• [Listed entries]:
-- Opening Marker --

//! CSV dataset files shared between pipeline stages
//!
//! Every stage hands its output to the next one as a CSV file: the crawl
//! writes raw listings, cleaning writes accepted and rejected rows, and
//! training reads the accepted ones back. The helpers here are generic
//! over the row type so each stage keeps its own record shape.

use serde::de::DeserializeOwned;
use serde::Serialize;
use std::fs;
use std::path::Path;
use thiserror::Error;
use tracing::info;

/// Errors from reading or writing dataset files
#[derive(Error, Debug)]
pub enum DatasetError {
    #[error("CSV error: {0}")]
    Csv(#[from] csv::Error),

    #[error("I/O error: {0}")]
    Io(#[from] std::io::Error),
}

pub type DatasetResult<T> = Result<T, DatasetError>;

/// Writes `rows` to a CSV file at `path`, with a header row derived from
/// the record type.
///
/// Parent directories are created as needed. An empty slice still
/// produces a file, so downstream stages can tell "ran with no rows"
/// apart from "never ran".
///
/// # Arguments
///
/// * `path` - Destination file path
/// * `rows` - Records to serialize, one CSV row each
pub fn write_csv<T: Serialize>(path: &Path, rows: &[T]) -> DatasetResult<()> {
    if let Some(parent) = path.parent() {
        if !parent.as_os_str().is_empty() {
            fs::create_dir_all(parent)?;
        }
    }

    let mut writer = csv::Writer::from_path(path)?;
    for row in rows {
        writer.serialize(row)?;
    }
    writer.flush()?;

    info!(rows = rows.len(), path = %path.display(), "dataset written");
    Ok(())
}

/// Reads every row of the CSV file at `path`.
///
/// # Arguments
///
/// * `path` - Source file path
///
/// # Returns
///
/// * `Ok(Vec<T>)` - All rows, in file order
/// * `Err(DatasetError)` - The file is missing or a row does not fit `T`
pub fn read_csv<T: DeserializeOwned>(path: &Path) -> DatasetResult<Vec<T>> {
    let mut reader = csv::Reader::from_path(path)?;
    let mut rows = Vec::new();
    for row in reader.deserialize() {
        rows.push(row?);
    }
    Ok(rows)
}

-- Closing Marker --
-- Opening Marker --

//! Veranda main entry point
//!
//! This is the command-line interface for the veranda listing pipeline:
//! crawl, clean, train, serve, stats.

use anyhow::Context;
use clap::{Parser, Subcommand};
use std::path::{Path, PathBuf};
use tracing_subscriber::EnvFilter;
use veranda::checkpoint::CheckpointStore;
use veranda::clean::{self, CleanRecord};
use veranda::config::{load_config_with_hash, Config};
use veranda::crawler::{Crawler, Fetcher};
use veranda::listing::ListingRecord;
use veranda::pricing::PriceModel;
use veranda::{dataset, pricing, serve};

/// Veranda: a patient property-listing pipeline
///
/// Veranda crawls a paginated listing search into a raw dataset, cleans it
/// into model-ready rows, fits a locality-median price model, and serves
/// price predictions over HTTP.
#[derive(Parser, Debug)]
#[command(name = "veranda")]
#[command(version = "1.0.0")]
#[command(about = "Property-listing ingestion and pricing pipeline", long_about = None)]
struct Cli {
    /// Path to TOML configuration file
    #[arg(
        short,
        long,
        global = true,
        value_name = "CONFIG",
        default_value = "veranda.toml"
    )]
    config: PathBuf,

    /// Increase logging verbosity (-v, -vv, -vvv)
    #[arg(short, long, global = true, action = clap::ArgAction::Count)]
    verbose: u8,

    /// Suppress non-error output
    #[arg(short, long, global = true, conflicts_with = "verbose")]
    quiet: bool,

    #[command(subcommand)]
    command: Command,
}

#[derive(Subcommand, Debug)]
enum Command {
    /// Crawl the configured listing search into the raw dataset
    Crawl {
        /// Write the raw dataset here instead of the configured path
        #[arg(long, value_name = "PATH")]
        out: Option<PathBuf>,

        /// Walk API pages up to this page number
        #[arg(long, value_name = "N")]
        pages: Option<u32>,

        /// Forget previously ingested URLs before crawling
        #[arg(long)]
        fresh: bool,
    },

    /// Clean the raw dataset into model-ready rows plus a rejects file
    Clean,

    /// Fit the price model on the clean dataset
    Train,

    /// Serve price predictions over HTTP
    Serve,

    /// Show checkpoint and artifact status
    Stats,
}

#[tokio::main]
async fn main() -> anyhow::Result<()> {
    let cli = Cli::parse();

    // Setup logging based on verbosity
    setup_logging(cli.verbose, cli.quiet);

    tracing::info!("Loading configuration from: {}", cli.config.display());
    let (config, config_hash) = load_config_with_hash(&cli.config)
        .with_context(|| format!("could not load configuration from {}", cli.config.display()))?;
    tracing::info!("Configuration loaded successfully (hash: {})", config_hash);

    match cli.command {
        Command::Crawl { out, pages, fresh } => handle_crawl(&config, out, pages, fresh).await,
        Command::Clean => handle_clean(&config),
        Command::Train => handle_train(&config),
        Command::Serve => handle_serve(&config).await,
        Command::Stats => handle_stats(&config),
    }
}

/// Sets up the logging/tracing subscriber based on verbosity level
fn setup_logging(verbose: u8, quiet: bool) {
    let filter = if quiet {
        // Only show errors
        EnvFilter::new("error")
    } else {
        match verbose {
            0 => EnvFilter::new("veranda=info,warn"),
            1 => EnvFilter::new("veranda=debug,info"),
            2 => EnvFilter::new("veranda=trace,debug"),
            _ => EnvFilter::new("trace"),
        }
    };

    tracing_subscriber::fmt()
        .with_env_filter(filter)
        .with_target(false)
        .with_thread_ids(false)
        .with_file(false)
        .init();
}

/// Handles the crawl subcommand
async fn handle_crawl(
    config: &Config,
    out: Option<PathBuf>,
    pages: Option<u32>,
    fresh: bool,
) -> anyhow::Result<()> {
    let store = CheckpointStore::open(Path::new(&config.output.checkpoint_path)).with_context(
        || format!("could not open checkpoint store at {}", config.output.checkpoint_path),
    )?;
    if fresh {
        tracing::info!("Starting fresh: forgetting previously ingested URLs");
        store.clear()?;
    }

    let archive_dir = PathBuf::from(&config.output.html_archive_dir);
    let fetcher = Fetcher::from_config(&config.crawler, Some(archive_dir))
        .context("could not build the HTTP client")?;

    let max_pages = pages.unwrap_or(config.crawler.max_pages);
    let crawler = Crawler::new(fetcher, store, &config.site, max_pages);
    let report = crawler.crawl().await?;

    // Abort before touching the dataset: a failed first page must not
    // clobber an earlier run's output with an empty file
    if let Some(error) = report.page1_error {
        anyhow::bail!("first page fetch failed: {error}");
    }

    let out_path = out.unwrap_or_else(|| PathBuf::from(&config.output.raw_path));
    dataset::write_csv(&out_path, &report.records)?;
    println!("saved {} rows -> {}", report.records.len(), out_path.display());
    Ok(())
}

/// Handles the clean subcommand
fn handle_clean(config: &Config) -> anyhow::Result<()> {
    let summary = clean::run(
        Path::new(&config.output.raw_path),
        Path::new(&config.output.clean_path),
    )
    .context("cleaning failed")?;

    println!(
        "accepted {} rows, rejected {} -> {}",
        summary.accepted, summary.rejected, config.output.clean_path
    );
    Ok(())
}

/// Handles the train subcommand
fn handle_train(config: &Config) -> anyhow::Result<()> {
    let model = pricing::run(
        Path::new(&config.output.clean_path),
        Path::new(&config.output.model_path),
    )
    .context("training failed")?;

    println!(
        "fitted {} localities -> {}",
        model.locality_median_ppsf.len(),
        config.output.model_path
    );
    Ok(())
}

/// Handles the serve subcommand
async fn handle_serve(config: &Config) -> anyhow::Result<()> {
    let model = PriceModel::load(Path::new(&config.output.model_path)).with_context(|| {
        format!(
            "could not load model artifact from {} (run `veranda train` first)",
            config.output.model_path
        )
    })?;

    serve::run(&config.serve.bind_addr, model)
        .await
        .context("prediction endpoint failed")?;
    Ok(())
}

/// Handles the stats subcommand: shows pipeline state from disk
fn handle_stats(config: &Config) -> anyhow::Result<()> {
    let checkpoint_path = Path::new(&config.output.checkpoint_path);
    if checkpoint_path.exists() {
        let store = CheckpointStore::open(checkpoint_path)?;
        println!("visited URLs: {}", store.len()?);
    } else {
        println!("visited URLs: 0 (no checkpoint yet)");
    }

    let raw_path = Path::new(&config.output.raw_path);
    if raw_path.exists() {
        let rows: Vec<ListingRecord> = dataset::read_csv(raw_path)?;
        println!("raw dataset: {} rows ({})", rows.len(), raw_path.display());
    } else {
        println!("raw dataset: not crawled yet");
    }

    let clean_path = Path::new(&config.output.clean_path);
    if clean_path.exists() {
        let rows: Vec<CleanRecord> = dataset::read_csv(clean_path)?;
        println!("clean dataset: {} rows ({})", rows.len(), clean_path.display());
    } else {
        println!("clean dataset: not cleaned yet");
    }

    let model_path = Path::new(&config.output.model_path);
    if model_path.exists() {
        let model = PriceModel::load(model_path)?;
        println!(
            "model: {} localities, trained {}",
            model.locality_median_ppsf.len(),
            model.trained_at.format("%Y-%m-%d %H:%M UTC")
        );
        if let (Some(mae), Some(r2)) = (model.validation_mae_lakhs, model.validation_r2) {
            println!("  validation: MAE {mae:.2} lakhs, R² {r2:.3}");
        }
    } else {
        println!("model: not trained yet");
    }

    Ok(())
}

-- Closing Marker --

• [Assigned task]: Search the data for "format" and list every line in which it occurs.

• [Output of the task]:
        .with_context(|| format!("could not load configuration from {}", cli.config.display()))?;
        || format!("could not open checkpoint store at {}", config.output.checkpoint_path),
        format!(
            model.trained_at.format("%Y-%m-%d %H:%M UTC")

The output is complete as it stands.